Saved entries
━━━━━━
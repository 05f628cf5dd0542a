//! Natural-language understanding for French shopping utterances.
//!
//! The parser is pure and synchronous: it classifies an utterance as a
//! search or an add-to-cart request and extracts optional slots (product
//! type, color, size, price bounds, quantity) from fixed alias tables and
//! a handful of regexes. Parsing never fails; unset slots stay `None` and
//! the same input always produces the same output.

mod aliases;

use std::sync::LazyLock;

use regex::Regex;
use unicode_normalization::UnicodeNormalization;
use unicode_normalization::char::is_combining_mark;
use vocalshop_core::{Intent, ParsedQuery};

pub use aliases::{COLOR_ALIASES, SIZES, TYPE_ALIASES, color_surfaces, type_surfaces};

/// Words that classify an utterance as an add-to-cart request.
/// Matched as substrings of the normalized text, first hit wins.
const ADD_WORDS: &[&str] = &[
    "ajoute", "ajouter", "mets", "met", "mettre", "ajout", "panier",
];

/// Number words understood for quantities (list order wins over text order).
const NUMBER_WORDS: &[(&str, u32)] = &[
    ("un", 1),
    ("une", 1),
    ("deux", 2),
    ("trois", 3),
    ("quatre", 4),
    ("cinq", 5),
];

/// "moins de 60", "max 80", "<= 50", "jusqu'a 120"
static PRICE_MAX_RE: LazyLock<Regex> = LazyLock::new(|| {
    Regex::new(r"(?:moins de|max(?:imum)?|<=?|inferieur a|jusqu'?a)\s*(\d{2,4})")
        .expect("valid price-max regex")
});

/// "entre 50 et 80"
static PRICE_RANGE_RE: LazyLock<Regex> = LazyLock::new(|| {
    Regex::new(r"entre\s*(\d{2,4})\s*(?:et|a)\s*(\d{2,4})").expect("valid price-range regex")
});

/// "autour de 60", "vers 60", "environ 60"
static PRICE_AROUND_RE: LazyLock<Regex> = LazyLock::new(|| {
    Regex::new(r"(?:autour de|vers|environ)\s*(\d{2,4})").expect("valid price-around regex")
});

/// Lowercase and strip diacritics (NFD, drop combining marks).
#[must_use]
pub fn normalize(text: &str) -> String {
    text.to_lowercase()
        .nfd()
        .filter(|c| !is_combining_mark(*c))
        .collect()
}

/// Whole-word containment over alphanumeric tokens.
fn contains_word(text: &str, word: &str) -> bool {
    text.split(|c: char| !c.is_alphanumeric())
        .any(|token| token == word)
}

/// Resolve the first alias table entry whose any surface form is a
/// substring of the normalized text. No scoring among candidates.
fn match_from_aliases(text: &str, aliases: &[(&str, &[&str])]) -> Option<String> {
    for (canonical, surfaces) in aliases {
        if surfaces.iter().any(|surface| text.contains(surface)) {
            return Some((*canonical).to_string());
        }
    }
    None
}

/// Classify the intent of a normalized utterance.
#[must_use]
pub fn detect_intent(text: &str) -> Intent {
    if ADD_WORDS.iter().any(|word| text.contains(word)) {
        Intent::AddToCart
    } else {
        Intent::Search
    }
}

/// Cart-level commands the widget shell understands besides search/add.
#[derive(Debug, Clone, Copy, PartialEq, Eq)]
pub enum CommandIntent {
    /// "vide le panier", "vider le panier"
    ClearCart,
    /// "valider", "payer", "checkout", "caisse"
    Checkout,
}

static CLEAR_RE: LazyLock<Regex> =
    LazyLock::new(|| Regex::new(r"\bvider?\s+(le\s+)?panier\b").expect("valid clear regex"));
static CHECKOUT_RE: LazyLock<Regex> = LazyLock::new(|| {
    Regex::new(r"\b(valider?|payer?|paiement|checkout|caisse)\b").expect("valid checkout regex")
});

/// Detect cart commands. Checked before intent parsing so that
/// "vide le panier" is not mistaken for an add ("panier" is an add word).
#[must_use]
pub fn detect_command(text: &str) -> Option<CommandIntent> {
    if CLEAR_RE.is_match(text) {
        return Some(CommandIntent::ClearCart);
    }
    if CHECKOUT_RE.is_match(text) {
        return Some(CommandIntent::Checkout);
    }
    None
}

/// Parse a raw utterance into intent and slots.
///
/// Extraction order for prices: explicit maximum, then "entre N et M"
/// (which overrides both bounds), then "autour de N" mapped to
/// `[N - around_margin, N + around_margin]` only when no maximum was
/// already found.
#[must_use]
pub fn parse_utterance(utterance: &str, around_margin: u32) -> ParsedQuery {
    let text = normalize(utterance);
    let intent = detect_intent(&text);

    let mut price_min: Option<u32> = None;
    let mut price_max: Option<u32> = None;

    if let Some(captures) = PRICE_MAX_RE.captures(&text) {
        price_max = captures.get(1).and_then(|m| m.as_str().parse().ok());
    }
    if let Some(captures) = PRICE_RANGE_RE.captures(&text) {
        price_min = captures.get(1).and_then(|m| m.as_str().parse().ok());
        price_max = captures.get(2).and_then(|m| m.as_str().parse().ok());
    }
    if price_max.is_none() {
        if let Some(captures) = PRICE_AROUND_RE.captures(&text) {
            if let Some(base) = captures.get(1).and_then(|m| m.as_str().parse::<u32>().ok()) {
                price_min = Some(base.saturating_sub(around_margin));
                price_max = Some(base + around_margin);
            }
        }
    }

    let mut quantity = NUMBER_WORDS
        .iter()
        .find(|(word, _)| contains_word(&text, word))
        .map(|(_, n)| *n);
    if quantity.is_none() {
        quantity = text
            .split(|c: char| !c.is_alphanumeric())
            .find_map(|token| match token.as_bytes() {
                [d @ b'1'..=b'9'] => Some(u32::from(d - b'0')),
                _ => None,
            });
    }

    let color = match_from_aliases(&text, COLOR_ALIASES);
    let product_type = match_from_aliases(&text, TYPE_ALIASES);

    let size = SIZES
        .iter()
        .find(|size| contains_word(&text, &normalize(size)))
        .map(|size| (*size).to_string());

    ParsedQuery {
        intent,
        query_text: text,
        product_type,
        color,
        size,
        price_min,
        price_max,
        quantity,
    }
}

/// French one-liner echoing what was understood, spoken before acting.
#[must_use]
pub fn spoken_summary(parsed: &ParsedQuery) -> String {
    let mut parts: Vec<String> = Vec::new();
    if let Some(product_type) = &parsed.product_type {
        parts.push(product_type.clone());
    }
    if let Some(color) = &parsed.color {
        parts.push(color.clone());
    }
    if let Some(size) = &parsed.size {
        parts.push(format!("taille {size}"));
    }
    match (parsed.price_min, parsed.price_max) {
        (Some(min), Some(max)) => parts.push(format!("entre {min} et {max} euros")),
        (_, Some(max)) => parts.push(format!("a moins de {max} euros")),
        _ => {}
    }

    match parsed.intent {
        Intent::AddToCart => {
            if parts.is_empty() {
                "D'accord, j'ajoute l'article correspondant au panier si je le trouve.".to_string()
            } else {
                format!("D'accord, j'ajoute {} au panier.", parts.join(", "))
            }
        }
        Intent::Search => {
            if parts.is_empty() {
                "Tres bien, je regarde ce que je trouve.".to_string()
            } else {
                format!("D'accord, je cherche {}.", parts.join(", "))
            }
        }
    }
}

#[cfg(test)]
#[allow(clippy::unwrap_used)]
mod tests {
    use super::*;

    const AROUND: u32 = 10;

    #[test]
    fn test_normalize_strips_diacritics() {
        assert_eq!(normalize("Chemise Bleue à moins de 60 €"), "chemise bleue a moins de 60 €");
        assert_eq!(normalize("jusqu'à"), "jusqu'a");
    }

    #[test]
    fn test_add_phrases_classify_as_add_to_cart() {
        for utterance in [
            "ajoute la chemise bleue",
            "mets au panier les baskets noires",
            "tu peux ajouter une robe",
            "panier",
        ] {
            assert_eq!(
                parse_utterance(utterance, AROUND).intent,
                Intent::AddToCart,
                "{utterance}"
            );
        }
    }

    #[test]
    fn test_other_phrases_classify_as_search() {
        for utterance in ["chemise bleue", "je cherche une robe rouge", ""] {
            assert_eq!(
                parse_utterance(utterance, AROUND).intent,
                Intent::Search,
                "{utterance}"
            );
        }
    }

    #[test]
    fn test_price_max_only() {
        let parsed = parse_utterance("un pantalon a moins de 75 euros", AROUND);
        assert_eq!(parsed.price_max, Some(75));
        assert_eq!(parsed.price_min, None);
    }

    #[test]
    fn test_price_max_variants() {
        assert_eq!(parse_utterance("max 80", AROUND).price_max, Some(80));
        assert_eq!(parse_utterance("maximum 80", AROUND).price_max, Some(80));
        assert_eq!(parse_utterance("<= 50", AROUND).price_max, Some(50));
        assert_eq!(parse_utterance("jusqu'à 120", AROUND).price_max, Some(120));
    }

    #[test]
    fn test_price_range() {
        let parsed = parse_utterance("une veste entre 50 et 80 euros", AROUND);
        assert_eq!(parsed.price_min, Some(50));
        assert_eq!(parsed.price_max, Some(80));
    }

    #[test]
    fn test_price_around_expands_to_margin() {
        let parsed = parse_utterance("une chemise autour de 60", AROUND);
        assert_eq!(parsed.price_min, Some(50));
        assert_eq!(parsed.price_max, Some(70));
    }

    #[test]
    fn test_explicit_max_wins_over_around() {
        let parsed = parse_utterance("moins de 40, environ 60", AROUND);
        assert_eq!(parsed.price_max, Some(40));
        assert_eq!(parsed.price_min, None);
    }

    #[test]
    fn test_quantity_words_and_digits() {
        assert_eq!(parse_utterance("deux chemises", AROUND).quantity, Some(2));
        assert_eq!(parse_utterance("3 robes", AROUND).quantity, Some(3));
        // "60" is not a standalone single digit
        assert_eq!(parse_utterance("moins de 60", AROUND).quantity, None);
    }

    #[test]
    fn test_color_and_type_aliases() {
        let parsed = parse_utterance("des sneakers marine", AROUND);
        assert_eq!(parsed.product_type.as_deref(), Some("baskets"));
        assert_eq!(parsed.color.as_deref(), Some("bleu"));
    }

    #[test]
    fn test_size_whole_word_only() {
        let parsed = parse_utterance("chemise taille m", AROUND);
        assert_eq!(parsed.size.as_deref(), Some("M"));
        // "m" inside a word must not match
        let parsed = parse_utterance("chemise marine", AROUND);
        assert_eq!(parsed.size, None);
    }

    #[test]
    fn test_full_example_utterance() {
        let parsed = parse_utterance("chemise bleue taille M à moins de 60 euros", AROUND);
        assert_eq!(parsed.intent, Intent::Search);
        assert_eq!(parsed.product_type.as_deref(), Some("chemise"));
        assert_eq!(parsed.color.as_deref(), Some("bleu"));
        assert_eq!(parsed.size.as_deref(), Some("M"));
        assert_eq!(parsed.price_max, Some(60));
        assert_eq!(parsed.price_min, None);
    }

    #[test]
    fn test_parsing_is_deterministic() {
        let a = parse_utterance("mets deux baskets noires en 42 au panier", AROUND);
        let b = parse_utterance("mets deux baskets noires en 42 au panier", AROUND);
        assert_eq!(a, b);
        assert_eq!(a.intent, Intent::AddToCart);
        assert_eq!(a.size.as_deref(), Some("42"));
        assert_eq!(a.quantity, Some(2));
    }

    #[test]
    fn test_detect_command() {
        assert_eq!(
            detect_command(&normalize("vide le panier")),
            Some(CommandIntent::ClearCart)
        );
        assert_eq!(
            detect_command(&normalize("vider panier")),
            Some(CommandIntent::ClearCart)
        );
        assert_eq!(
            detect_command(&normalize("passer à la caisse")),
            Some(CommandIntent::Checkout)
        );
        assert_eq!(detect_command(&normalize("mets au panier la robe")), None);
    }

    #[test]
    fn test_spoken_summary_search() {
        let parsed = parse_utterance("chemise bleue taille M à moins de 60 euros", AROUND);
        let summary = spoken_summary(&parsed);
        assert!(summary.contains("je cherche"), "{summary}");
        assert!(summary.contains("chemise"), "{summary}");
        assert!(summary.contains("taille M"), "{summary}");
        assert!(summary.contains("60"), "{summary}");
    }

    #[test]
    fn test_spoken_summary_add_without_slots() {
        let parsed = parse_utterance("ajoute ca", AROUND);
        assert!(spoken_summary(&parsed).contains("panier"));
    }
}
━━━━━━
• Required work: Search the records above for the string "trouve". Report each line that has it.

• Reply to the exercise:
                "D'accord, j'ajoute l'article correspondant au panier si je le trouve.".to_string()
                "Tres bien, je regarde ce que je trouve.".to_string()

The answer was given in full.